Karşımızda yaralı bir erkek karakter vardı..Malcolm Macfane diğer adı ile Kara Kurt bir zamanlar binlerce kişiden oluşan orduyu yöneten efsanevi klan reisi.. Ama eski günlerini tabiri caiz ise mum ile aramaktadır..
Klanındakı kadın ve cocukların ölümünden sorumlu Malcolm Macfane vücudundaki savaştan kalma yaralar yüzünden cok aci cekiyordu.
İste bu acilarinı alkolle boğmaya calismasi yuzunden klan reisliğinden kovulan bir savasci idi.
Ondan yardim isteyen Arielle caresiz durumda tutunacak dal arıyordu... Babasından kalan efsanevi kılıca sahip olan hem onunla evlenme hakkına hem de klanın resi olacaktı..Daha önce Kara Kurt lakaplı Malcolm'dan yardım ve onunla evlenmesini istemiş olan Ariella için red edildikten sonra tekrar yardım istemek kolay değildi..Ama babasının ölümünden sonra kendi arzu ve çıkarlarını geriye atmak zorundaydı..

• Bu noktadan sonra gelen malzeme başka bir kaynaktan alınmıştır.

//! Widget configuration.

use std::time::Duration;

use innchat_core::{LeadCapture, ReconcileOptions, SiteKey};

/// Widget configuration.
#[derive(Debug, Clone)]
pub struct WidgetConfig {
    /// REST origin of the chat backend.
    pub base_url: String,

    /// Tenant key namespacing persisted identity.
    pub site_key: SiteKey,

    /// Period between polls while the chat surface is open.
    pub poll_interval: Duration,

    /// Backward overlap subtracted from the cursor on each fetch.
    pub cursor_slack: Duration,

    /// Width of the time bucket used to collapse duplicates.
    pub dedup_bucket: Duration,

    /// Window in which identical text cannot be sent twice.
    pub send_cooldown: Duration,

    /// Delay from mount until the launcher is shown.
    pub visible_delay: Duration,

    /// Open the chat surface this long after the launcher shows.
    pub auto_open_delay: Option<Duration>,

    /// Visitor details required before chatting.
    pub lead_capture: LeadCapture,

    /// Capacity of the widget event channel.
    pub event_buffer: usize,
}

impl Default for WidgetConfig {
    fn default() -> Self {
        Self {
            base_url: "http://localhost:3000/api".to_string(),
            site_key: SiteKey::new("default"),
            poll_interval: Duration::from_secs(3),
            cursor_slack: Duration::from_secs(30),
            dedup_bucket: Duration::from_secs(5),
            send_cooldown: Duration::from_secs(3),
            visible_delay: Duration::ZERO,
            auto_open_delay: None,
            lead_capture: LeadCapture::None,
            event_buffer: 64,
        }
    }
}

impl WidgetConfig {
    /// Reconciler options derived from this config.
    pub fn reconcile_options(&self) -> ReconcileOptions {
        ReconcileOptions::with_bucket(to_chrono(self.dedup_bucket))
    }

    /// Cursor slack as a signed duration.
    pub fn slack(&self) -> chrono::Duration {
        to_chrono(self.cursor_slack)
    }

    /// Send cool-down as a signed duration.
    pub fn cooldown(&self) -> chrono::Duration {
        to_chrono(self.send_cooldown)
    }
}

fn to_chrono(duration: Duration) -> chrono::Duration {
    chrono::Duration::milliseconds(duration.as_millis().min(i64::MAX as u128) as i64)
}

#[cfg(test)]
mod tests {
    use super::*;

    #[test]
    fn test_defaults_match_observed_constants() {
        let config = WidgetConfig::default();
        assert_eq!(config.slack(), chrono::Duration::seconds(30));
        assert_eq!(
            config.reconcile_options().bucket,
            chrono::Duration::seconds(5)
        );
    }
}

Babasını öldüren Roderick'ten kurtulmak ve kılıcı vermememk için kendini öldü diye göstererek onüç yaşındaki oğlan çocuğu kılığına girmişti..İşte tam da bu kılıkla Malcolm Macfane'den yardım istemeye tekrar gitti..
Malcolm'u reislikten atan ve klandan kovan Harold MacFane'den öğrendi nerede olduğunu..Efsanevi Kara Kurt izbe bir kulube de buldu onu..Malcolm eski savaş yaraları yüzünden acı içindeydi..Bu acılara katlanması pek de kolay değildi..İşte o yüzden alkol ile acısını boğmaya çalışıyordu..Ama bu alkol ile tedavi ona klanındaki kadın ve çocukların öldürülmesine sebep olmuş ve bu yüzden de klanından kovularak reislikten atılmıştı..Bu gözden düşmüş adamı klanına savaşmayı öğretmesi ve savaşçı getirmesi için ikna edemedi...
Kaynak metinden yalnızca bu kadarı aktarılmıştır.